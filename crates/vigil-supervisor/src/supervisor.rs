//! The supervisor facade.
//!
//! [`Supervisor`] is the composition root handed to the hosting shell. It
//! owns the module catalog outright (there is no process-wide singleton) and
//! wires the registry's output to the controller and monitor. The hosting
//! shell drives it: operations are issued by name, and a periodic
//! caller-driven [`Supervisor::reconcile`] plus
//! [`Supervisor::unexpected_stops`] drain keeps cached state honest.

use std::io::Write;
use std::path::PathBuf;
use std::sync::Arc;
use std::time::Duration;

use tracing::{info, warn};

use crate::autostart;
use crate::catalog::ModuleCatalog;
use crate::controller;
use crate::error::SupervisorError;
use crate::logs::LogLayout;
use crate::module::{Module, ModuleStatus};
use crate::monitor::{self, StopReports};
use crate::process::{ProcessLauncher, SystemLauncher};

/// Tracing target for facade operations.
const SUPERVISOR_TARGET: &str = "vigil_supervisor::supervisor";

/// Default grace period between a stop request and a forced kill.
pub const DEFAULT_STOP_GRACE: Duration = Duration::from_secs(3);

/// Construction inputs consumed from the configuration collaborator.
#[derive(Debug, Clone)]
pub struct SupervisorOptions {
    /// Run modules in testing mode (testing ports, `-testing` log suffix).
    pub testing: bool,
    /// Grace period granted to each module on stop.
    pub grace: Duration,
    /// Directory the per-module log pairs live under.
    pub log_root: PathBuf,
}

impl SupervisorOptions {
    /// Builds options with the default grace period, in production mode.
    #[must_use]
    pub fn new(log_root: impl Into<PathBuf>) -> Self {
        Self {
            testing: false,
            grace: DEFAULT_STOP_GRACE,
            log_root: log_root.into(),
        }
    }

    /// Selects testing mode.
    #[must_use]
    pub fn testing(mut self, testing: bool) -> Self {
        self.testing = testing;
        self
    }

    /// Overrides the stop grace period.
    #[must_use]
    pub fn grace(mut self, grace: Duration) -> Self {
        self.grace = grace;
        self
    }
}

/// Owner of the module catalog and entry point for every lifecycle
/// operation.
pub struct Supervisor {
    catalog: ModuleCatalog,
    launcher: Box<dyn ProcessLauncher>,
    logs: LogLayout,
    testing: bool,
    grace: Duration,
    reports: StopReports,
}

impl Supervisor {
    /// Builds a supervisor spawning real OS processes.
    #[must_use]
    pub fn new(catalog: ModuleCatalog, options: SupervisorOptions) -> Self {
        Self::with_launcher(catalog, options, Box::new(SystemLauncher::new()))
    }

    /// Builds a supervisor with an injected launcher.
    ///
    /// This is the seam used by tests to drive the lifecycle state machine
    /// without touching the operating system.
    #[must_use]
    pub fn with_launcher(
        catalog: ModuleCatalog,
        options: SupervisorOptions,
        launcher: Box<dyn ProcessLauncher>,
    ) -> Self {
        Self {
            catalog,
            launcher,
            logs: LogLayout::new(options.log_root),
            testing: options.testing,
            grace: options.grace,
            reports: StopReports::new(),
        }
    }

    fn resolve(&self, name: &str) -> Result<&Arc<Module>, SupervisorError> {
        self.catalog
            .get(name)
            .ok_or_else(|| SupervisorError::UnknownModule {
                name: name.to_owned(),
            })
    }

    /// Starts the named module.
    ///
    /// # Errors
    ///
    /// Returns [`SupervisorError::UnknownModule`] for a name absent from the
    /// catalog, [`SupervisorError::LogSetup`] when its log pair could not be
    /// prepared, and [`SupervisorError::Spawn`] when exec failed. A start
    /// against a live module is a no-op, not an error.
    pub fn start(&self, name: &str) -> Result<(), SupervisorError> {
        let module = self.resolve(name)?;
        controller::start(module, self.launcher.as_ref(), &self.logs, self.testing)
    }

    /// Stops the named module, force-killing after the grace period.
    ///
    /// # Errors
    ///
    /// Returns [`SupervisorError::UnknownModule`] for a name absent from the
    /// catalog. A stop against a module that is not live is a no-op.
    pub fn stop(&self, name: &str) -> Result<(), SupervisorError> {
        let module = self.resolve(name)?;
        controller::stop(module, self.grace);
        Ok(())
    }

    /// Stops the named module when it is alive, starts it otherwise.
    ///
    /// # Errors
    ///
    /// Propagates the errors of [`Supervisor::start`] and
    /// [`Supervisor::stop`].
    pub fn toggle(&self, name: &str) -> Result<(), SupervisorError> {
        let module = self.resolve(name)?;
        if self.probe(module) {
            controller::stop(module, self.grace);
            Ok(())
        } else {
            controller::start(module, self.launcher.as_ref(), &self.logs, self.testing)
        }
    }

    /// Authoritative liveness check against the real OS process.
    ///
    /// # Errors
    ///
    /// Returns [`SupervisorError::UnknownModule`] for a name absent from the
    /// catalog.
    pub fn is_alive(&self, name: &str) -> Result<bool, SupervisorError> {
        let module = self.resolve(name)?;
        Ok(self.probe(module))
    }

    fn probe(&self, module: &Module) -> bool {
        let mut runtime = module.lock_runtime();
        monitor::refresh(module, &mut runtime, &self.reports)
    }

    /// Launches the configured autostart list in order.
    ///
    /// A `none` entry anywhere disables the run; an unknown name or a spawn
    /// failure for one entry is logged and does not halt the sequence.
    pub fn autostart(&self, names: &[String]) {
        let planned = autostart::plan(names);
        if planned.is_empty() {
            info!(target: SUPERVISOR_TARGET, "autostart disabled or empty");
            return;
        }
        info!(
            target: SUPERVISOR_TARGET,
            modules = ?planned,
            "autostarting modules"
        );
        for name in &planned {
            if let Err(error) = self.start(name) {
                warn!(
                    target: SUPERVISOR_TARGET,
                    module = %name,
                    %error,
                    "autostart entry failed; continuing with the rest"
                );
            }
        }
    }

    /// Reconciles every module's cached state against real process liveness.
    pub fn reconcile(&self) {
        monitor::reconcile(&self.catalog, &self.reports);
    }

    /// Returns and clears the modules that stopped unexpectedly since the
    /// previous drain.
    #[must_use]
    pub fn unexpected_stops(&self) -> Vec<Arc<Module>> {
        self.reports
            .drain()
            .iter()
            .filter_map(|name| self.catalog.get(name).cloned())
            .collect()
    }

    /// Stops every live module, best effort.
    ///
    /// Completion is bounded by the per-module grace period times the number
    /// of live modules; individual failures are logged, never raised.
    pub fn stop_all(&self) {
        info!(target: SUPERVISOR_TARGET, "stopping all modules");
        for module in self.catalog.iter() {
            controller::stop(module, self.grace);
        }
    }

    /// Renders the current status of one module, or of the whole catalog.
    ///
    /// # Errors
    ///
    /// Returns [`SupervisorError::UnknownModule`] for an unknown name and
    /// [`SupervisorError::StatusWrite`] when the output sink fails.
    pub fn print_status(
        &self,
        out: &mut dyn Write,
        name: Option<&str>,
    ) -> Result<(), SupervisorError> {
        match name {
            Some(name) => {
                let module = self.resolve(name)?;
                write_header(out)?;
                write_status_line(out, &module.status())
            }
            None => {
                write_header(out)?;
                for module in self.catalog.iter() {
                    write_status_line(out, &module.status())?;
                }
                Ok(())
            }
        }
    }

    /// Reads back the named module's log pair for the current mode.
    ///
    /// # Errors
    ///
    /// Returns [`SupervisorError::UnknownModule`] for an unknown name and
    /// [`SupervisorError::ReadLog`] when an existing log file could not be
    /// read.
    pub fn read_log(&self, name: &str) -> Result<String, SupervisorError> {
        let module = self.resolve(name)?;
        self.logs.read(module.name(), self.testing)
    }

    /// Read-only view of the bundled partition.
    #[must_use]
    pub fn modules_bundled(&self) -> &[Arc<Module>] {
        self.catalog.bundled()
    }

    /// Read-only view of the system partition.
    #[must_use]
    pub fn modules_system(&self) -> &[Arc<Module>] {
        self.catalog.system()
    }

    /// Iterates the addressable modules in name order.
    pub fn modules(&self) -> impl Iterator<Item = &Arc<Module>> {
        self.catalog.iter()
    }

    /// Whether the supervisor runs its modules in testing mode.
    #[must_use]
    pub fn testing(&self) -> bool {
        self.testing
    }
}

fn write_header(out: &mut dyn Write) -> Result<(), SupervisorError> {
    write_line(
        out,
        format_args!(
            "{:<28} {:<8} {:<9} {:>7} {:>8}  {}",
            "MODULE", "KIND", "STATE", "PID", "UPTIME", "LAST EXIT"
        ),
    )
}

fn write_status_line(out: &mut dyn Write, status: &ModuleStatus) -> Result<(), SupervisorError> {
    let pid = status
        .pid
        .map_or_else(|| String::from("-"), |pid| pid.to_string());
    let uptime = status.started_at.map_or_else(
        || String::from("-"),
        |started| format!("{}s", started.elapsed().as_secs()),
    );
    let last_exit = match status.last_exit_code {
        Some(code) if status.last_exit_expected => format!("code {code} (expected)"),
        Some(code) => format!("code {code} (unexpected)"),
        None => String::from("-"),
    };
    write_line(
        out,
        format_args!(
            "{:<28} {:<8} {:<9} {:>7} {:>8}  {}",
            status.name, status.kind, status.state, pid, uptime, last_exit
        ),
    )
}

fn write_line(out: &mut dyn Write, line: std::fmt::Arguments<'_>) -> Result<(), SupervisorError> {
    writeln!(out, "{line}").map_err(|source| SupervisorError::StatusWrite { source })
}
+===+
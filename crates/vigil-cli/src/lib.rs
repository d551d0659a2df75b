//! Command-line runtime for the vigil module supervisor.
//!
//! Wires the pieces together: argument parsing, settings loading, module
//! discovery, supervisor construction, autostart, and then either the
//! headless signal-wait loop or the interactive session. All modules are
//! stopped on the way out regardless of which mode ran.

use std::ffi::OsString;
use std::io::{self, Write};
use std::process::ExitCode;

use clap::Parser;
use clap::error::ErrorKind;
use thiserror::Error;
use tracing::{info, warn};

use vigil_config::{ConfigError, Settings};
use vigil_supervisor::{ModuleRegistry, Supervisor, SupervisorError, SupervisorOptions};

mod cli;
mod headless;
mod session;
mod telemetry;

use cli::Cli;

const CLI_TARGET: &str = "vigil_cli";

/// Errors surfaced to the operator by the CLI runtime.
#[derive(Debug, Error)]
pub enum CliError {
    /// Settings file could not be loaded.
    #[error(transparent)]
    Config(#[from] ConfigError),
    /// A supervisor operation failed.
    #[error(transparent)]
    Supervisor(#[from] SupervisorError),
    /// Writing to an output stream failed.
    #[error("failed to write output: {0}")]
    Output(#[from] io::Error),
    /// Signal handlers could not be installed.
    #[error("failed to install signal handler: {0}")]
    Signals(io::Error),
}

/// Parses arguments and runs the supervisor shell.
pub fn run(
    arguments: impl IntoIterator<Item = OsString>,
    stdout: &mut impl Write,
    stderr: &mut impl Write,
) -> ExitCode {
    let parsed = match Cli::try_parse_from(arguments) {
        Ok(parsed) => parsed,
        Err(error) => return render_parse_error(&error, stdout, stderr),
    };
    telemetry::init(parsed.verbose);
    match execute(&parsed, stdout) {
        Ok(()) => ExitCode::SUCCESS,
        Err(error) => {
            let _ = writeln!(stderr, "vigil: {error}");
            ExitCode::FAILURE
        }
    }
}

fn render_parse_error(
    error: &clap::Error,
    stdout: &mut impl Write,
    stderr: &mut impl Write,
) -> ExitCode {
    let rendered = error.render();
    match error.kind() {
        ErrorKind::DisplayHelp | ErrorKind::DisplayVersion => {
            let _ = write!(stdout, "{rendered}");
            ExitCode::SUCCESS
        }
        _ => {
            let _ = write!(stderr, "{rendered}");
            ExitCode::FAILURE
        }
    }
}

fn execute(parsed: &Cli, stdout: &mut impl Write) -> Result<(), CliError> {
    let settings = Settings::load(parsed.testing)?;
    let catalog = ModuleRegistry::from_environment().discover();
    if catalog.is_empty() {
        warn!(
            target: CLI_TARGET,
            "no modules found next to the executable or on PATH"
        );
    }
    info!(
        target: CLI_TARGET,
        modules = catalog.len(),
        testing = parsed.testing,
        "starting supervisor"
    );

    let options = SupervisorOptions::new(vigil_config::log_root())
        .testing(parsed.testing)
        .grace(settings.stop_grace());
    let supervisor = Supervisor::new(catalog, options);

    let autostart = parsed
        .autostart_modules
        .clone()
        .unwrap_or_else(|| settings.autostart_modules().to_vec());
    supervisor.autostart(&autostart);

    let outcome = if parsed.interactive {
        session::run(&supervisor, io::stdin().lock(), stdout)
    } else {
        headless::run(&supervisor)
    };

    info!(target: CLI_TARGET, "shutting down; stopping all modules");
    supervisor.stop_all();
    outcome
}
+===+
* **Task**:
What is asked for is an exact copy of the lines above from the one containing "filename crates/vigil-supervisor/src/supervisor.rs" through the one containing "process-wide singleton) and", and only those.

* **Your solution**:
filename crates/vigil-supervisor/src/supervisor.rs
//! The supervisor facade.
//!
//! [`Supervisor`] is the composition root handed to the hosting shell. It
//! owns the module catalog outright (there is no process-wide singleton) and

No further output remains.